Yeah! [Laughs] They have been automated as well. In the film, the character that Betty Gabriel plays is one of the last detectives to actually use her own instinct and isn't just relying on phones and surveillance footage. So, I wanted that police scenario to quick back to that scene as well of this automation and then delegating our daily lives to computers. I wanted that to be just as prevalent there. 

[In the film,] Cortez (Betty Gabriel) and Grey (Logan Marshall-Green) are kind of kindred spirits. They're both old souls in this super digitized, modern world. They are examples of two people that still like to connect with other human beings. They look people in the eye when they talk to them, they're patient, they listen, and these are qualities that are disappearing fast. I think our attention spans are disappearing within tech, and I wanted the detective character to be this relic for a time when people actually did listen and focus and had an attention span longer than six seconds.

Why did you decide to include gore? Was that to paint a more realistic picture? Shock value?

I would never do anything for shock value. I always look at what the story is [and] what we are trying to say. I knew I wanted it to feel like a gut punch. I was inspired by the sci-fi films I grew up with in the '80s such as The Terminator, Scanners, Robocop, films that were made using practical effects before the advent of CGI. There’s a real gut punch quality to them. They were violent and I loved the compact nature of them. Sci-fi films in today's world have become kind of bloated, filled with noise, color and movement. They're three hours long, and I wanted to have that more lean and mean version of sci-fi.

For lack of a better term, I wanted to go back to that punk attitude. So I guess that's where the kind of violence came in. It felt to me, that being set in this world where our own humanity is being violently wrenched away from us [that] this movie [should] be visceral and raw.


Which scene for you was most difficult to shoot?

I think the first fight scene we shot was pretty difficult.

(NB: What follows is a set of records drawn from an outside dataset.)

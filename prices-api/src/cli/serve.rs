//! Serve command - run the HTTP endpoint and the worker pool

use anyhow::{Context, Result};
use clap::Args;
use std::net::SocketAddr;
use std::sync::Arc;
use tracing::{info, warn};

use prices_worker::storage::run_migrations;

use crate::config::Settings;
use crate::server::{self, AppState};

/// Arguments for the serve command
#[derive(Args)]
pub struct ServeArgs {
    /// Bind address (overrides server.bind_address and server.port)
    #[arg(long)]
    pub bind: Option<String>,

    /// Skip schema migrations on startup
    #[arg(long)]
    pub skip_migrations: bool,
}

/// Execute the serve command
pub async fn execute(args: ServeArgs) -> Result<()> {
    let settings = Settings::load()?;

    let addr: SocketAddr = match &args.bind {
        Some(bind) => bind
            .parse()
            .with_context(|| format!("invalid bind address {:?}", bind))?,
        None => settings.server.socket_addr()?,
    };

    info!("Starting daily average price service");
    info!("  Bind address: {}", addr);
    info!("  Route prefix: {:?}", settings.server.route_prefix);
    info!("  Workers: {}", settings.queue.workers);
    info!("  Wait timeout: {:?}", settings.dispatcher.wait_timeout());

    let store = super::connect_store(&settings).await?;
    if args.skip_migrations {
        warn!("Skipping migrations");
    } else {
        run_migrations(store.pool()).await.context("migration failed")?;
    }

    let (queue, dispatcher) = super::start_workers(&store, &settings);
    let state = Arc::new(AppState::new(dispatcher, &settings.server.route_prefix));
    info!("Endpoint: POST {}", state.average_path());

    let result = server::serve(addr, state, shutdown_signal()).await;

    queue.shutdown().await;
    store.close().await;

    result.context("HTTP server error")?;
    info!("Service stopped gracefully");
    Ok(())
}

async fn shutdown_signal() {
    match tokio::signal::ctrl_c().await {
        Ok(()) => info!("Received Ctrl+C, shutting down"),
        Err(e) => warn!("Failed to listen for Ctrl+C: {}", e),
    }
}
//! Application settings and configuration

use config::{Config, ConfigError, Environment, File};
use serde::{Deserialize, Serialize};
use std::net::SocketAddr;
use std::time::Duration;
use thiserror::Error;

use prices_worker::{DatabaseSettings, QueueConfig};

/// Main application settings
#[derive(Debug, Clone, Serialize, Deserialize)]
pub struct Settings {
    /// HTTP server configuration
    #[serde(default)]
    pub server: ServerSettings,
    /// Database configuration
    pub database: DatabaseSettings,
    /// Worker pool configuration
    #[serde(default)]
    pub queue: QueueConfig,
    /// Request-side wait configuration
    #[serde(default)]
    pub dispatcher: DispatcherSettings,
}

/// HTTP server settings
#[derive(Debug, Clone, Serialize, Deserialize)]
pub struct ServerSettings {
    #[serde(default = "default_bind_address")]
    pub bind_address: String,
    #[serde(default = "default_port")]
    pub port: u16,
    /// Path prefix for the endpoint, e.g. `/internal`
    #[serde(default)]
    pub route_prefix: String,
}

fn default_bind_address() -> String {
    "0.0.0.0".to_string()
}

fn default_port() -> u16 {
    8000
}

impl Default for ServerSettings {
    fn default() -> Self {
        Self {
            bind_address: default_bind_address(),
            port: default_port(),
            route_prefix: String::new(),
        }
    }
}

impl ServerSettings {
    pub fn socket_addr(&self) -> Result<SocketAddr, SettingsError> {
        format!("{}:{}", self.bind_address, self.port)
            .parse()
            .map_err(|_| SettingsError::invalid("server.bind_address", "not a valid socket address"))
    }
}

/// How long a request waits for its background task
#[derive(Debug, Clone, Serialize, Deserialize)]
pub struct DispatcherSettings {
    #[serde(default = "default_wait_timeout_secs")]
    pub wait_timeout_secs: u64,
}

fn default_wait_timeout_secs() -> u64 {
    10
}

impl Default for DispatcherSettings {
    fn default() -> Self {
        Self {
            wait_timeout_secs: default_wait_timeout_secs(),
        }
    }
}

impl DispatcherSettings {
    pub fn wait_timeout(&self) -> Duration {
        Duration::from_secs(self.wait_timeout_secs)
    }
}

/// Settings loading and validation errors
#[derive(Error, Debug)]
#[non_exhaustive]
pub enum SettingsError {
    #[error("Configuration error: {0}")]
    Config(#[from] ConfigError),

    #[error("Invalid value for '{field}': {reason}")]
    InvalidValue { field: &'static str, reason: String },
}

impl SettingsError {
    fn invalid(field: &'static str, reason: impl Into<String>) -> Self {
        SettingsError::InvalidValue {
            field,
            reason: reason.into(),
        }
    }
}

impl Settings {
    /// Load settings from configuration files and environment
    pub fn load() -> Result<Self, SettingsError> {
        Self::load_with_prefix("PRICE_API")
    }

    /// Load settings with a custom environment variable prefix
    ///
    /// Sources, later ones winning: `{dir}/default`, `{dir}/{RUN_MODE}`,
    /// `{dir}/local`, `{PREFIX}__SECTION__KEY` variables, `DATABASE_URL`.
    pub fn load_with_prefix(env_prefix: &str) -> Result<Self, SettingsError> {
        let run_mode = std::env::var("RUN_MODE").unwrap_or_else(|_| "development".into());
        let config_dir = Self::config_dir();

        let mut builder = Config::builder()
            .add_source(File::with_name(&format!("{}/default", config_dir)).required(false))
            .add_source(File::with_name(&format!("{}/{}", config_dir, run_mode)).required(false))
            .add_source(File::with_name(&format!("{}/local", config_dir)).required(false))
            .add_source(
                Environment::with_prefix(env_prefix)
                    .separator("__")
                    .try_parsing(true),
            );

        if let Ok(database_url) = std::env::var("DATABASE_URL") {
            builder = builder.set_override("database.url", database_url)?;
        }

        let settings: Settings = builder.build()?.try_deserialize()?;
        settings.validate()?;
        Ok(settings)
    }

    /// Get the configuration directory path
    fn config_dir() -> String {
        std::env::var("PRICE_API_CONFIG_DIR").unwrap_or_else(|_| "config".into())
    }

    /// Reject settings the service cannot run with
    pub fn validate(&self) -> Result<(), SettingsError> {
        if self.database.url.trim().is_empty() {
            return Err(SettingsError::invalid("database.url", "must not be empty"));
        }
        if self.database.max_connections == 0 {
            return Err(SettingsError::invalid(
                "database.max_connections",
                "must be greater than 0",
            ));
        }
        if self.database.min_connections > self.database.max_connections {
            return Err(SettingsError::invalid(
                "database.min_connections",
                "must not exceed max_connections",
            ));
        }
        if self.queue.workers == 0 {
            return Err(SettingsError::invalid("queue.workers", "must be greater than 0"));
        }
        if self.queue.capacity == 0 {
            return Err(SettingsError::invalid("queue.capacity", "must be greater than 0"));
        }
        if self.dispatcher.wait_timeout_secs == 0 {
            return Err(SettingsError::invalid(
                "dispatcher.wait_timeout_secs",
                "must be greater than 0",
            ));
        }
        if !self.server.route_prefix.is_empty() && !self.server.route_prefix.starts_with('/') {
            return Err(SettingsError::invalid(
                "server.route_prefix",
                "must start with '/'",
            ));
        }
        self.server.socket_addr()?;
        Ok(())
    }

    /// Create default settings (useful for testing)
    pub fn default_settings() -> Self {
        Settings {
            database: DatabaseSettings::new(
                std::env::var("DATABASE_URL")
                    .unwrap_or_else(|_| "postgresql://localhost/prices".into()),
            ),
            server: ServerSettings::default(),
            queue: QueueConfig::default(),
            dispatcher: DispatcherSettings::default(),
        }
    }
}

We were in a really tight space at the location in this house and we had a large part of this fight scene take place in this tiny kitchen and there wasn’t much room for a camera crew in that kitchen. There was so much to concentrate on. We had breakaway props, actors actually doing the fighting, prosthetic makeup, choreography, [and] we were testing out this new camera technique for the first time. There [were] a lot of nerves that day about that.


How important was it for you to show these human relationships contrasted against their relationship to tech/machines.

Very important. That was really the theme of what I was going for. I wanted the contrast of that motherly love. In the movie h,e returns home and he's a quadriplegic. He's confined to a wheelchair and he's reliant on technology to feed him and medicate him and his house has been updated and automated to look after him. It was important for me to draw that contrast to say that these machines may look after him but there's something they can't provide that his mother can. There's still that human element. There's always going to be something that the computer cannot provide. It's care [and] love so it was important to show that.


I read a review recently, and it said, “No need to see Upgrade when you’ve already seen it a thousand times.” What’s your response to this?
I haven’t read that review, but I don’t know. When you make a film you put all your best effort into it. You work as hard as you can and then you release it into the world and it’s not yours anymore. It’s so beyond your control. I try not to think about it, I try to only fret about the things that are in my control, you know, what type of music I’m using, what type of camera we are using: all that stuff is within my control. I know that I definitely poured a lot of work into this film [and] I’m super passionate about it. So I guess when it comes to reviews, my attitude is that you can say you don’t like the film, but you can’t say I didn’t work my ass off on it.

Leigh Whannell's Upgrade is in theaters now.